If yes, good. Now go find some more
If not, stop. Do not pass go. Do not collect $200
Hire EXTROVERTED geeks (tough)
Bloggers / Writers
IRC / Wiki / Forum Addicts
Hang out at Conferences & Draw a Crowd
Enjoy writing code samples and helping others
Recruit Geek Advisory Board with Target Expertise
Target Languages / Platforms
already successful / making money / well-known
Make sure they’re aligned with real world business goals
# of new customers
# of downloads
# of active developers
# of transactions
$ revenue from API’s
Tip: Make sure your (non-geek) bos / business unit signs off on your metriccs & goals
The API Biz Model should be your Biz Model
Bake your business model into your API
no free rides (unless your produdct is free)
Education: It’s the Only Thing
- To win, you must Educate (product mktg)
- To Educate, you must speak (blog)
- To speak, you must do/show (code examples)
Tip: DO NOT require registration or login to educate. EVER.
Perhaps require reg to make money, get fame but only if absolutely necessary
early beta programs = virtue
NDA’s & Legal Docs = sin
Marketing: Sell the Geeks, Not You
What do Geeks crave?
- Respect (always)
- Attention (sometimes)
- Money (sometimes)
- If you help them = BFF
Sell your best geeks, other will follow
- Product directory of third party apps
- Preferred developer pgoram
- Affiliate / incentives for your geeks
- Send them a steady stream of customers
- Geeks rule the earth
- A developer program is like a loyalty program
Media and the Open API
Nielsen syndicates data through an API. Business models will vary – some will include embedded advertising.
Sandor Marik, CondeNet
Securing rights to distribute content is becoming easier, making API’s more attractive. Syndicated content is still their brand.
Ty Ahmad-Taylor, MTV Networks
“The content trickle back to your site is short-sighted.”
“The brand of the channel is not as relevant to the audience as the content.”
APIs and Corporate Strategy
Lauren Cooney, Program Director, Info 2.0 Community, IBM
David Boloker, CTO, Emerging Technologies Group
IBM is using the term Info 2.0 to describe their process for turning all your data into XML feeds, mashing them up and delivering them to the needy folks in your organization.
The whole thing is controlled by “MashupHub”.
Follow the Money
Brad Burnham, Union Square Ventures
Chris Fralic, First Round Capital
David S. Rose, Rose Tech Ventures
David: “What’s your API strategy? If don’t have one, you’re probably not a company that we want to take a look at.”
Brad: “It’s been rumored that twitter built their API first, then built their service on top of it. It requires a lot of forethought.”
Chris Fralic: We ask, “why aren’t you using services like Amazon’s S3? Sometimes, they have good reasons not to but if they say, ‘What’s that?’ we get concerned.” “Chris Phenner is the business development executive of the future.”
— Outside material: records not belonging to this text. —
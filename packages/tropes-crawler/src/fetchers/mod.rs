//! Fetcher implementations.

mod http;
mod rate_limited;

pub use http::HttpFetcher;
pub use rate_limited::{FetcherExt, RateLimitedFetcher};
Brad: “Joshua Frachter started delicious for $300K. He had 30K users when they met him, 60K users when they closed the round and a million users by the time Yahoo came around.”
David: “Scalability is what VC’s are looking for. And what better way to scale than to plug into everyone and everything out there and leverage that connectivity?”
Brad: “We often look for young companies that are aggregating assets – usually data – from a variety of sources and ways and producing something where the sum is greater than the whole of it’s parts.”
Chris: “The one way to help break Google’s lock on search is to open it up to the world to figure out how to make it better.”
Brad: “Looking for a company that has a native revenue model, not one that comes from elsewhere.”
Platforms and the Next Generation
Steve Fisher, Salesforce.com’s Force.com Platform
Will do $1B in business this year.
Steve is focused on native SF.com apps as well as those that integrate via API’s.
Delivering apps on-demand on their own platform is very resource-intensive. APIs help to add value while reducing the overhead.
In our company we can only do so much, but we know that there will be a huge number of companies that will
“We’d like to provide the underlying infrastructure for that.”